Then, a third embodiment according to the present invention will be
explained. As shown in FIG. 5, capacitor apparatus 30 of this
embodiment is also manufactured so as to take micro shape by the
MEMS technology, and the fundamental configuration comprising
insulating substrate 11 in which first capacitor electrode 12 and
second capacitor electrode 13 are formed as film on one surface 11a
it the state where insulation therebetween is maintained with each
other is similar to the above-described capacitor apparatus 10.
Accordingly, with respect to the capacitor apparatus 30, common
reference numerals are respectively attached to respective portions
of the insulating substrate 11 side, and the detailed explanation
will be omitted.
The capacitor apparatus 30 of the third embodiment is adapted so
that the configuration in which an actuator 31 is
cantilever-supported in the state where a predetermined spacing is
held with respect to one surface 11a of the insulating substrate 11
is similar to the capacitor apparatus 10, but has the configuration
that a conductor 32 is formed as film on the other surface of the
opposite side with respect to one surface 11a opposite to the
insulating substrate 11 of this actuator 31 and a drive electrode
pattern 33 is drawn and formed. Namely, the actuator 31 is similar
to the above-described actuator 14 in the fundamental configuration
composed of an integrally formed movable portion 34, an arm portion
35 integrally projected substantially at the central portion of one
side edge of this movable portion 34, and a supporting portion 36
integrally formed at the other end of this arm portion 35.
The movable portion 34 is comprised of a thin thickness rectangular
shaped portion having an external shape of dimensions sufficient to
cover first region 11b of insulating substrate 11 substantially
over the entire region, and is adapted so that one surface of the
actuator 31 is partitioned into two regions 34a, 34b in width
direction.
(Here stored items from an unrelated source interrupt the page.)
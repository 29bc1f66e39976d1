//! Schedule store response DTOs.
//!
//! These map the store's JSON rows as served by its REST interface
//! (snake_case column names). The camelCase spellings used by the admin
//! backend are accepted as aliases so either source can be pointed at.

use serde::{Deserialize, Serialize};

/// A row of `transport_routes`.
#[derive(Debug, Clone, Deserialize, Serialize)]
pub struct RouteDto {
    pub id: String,

    pub title: String,

    /// First departure, "HH:MM:SS".
    #[serde(alias = "startTime", alias = "serviceStart")]
    pub start_time: String,

    /// Last departure, "HH:MM:SS".
    #[serde(alias = "endTime", alias = "serviceEnd")]
    pub end_time: String,

    /// Headway in minutes. Signed so bad data survives parsing and is
    /// reported at projection time.
    #[serde(alias = "frequencyMin", alias = "headwayMinutes")]
    pub frequency_min: i64,
}

/// A row of `transport_stops`.
#[derive(Debug, Clone, Deserialize, Serialize)]
pub struct StopDto {
    pub id: String,
    pub name: String,
    pub latitude: f64,
    pub longitude: f64,
}

/// A row of `transport_route_stops` with its stop embedded.
#[derive(Debug, Clone, Deserialize, Serialize)]
pub struct RouteStopDto {
    pub id: String,

    #[serde(alias = "minutesFromStart", alias = "minutesFromOrigin")]
    pub minutes_from_start: i64,

    pub stop: StopDto,
}

/// A row of `intercity_trips`.
#[derive(Debug, Clone, Deserialize, Serialize)]
pub struct IntercityTripDto {
    pub id: String,

    pub destination: String,

    #[serde(default, alias = "companyName")]
    pub company_name: Option<String>,

    /// Departure times, "HH:MM" or "HH:MM:SS".
    #[serde(default, alias = "departureTimes")]
    pub departure_times: Vec<String>,

    #[serde(default)]
    pub price: Option<String>,
}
At the movable portion 34, the conductor 32 is formed as
film within the first region 34a corresponding to the first and
second capacitor electrodes 12 and 13 of the insulating substrate
11 side. The conductor 32 takes rectangular shape having external
shape of dimensions sufficient to cover the entirety in a manner
opposite to the first capacitor electrode 12 and the second
capacitor electrode 13. The conductor 32 acts (functions) as a
common electrode plate with respect to the first capacitor
electrode 12 and the second capacitor electrode 13 through the
movable portion 34 to constitute the first capacitor and the second
capacitor connected in series.
At the movable portion 34, a movable electrode portion 37 for drive
of the drive electrode pattern 33 is formed as film in the state
where insulation with respect to the conductor 32 is maintained
with each other within the second region 34b corresponding to the
first drive fixed electrode 16. The drive electrode pattern 33 is
composed of the drive movable electrode portion 37, and a lead
portion 38 drawn out and formed at the arm portion 35 and the
supporting portion 36. The drive movable electrode portion 37 takes
a rectangular shape of dimensions sufficient to cover the entirety
in a manner opposite to the first drive fixed electrode 16. A drive
voltage is applied from control unit (not shown) to the drive
movable electrode portion 37 through the drive electrode pattern
33. Thus, the drive movable electrode portion 37 generates
electrostatic force.
The arm portion 35 is caused to be narrow in width to thereby have
flexibility with respect to thickness direction to reduce elastic
force stored when the actuator 31 is driven to have ability to
obtain large displacement by small operating voltage. At the arm
portion 35, a fulcrum portion 39 of the supporting portion 36 is
integrally connected and provided at the front end portion thereof.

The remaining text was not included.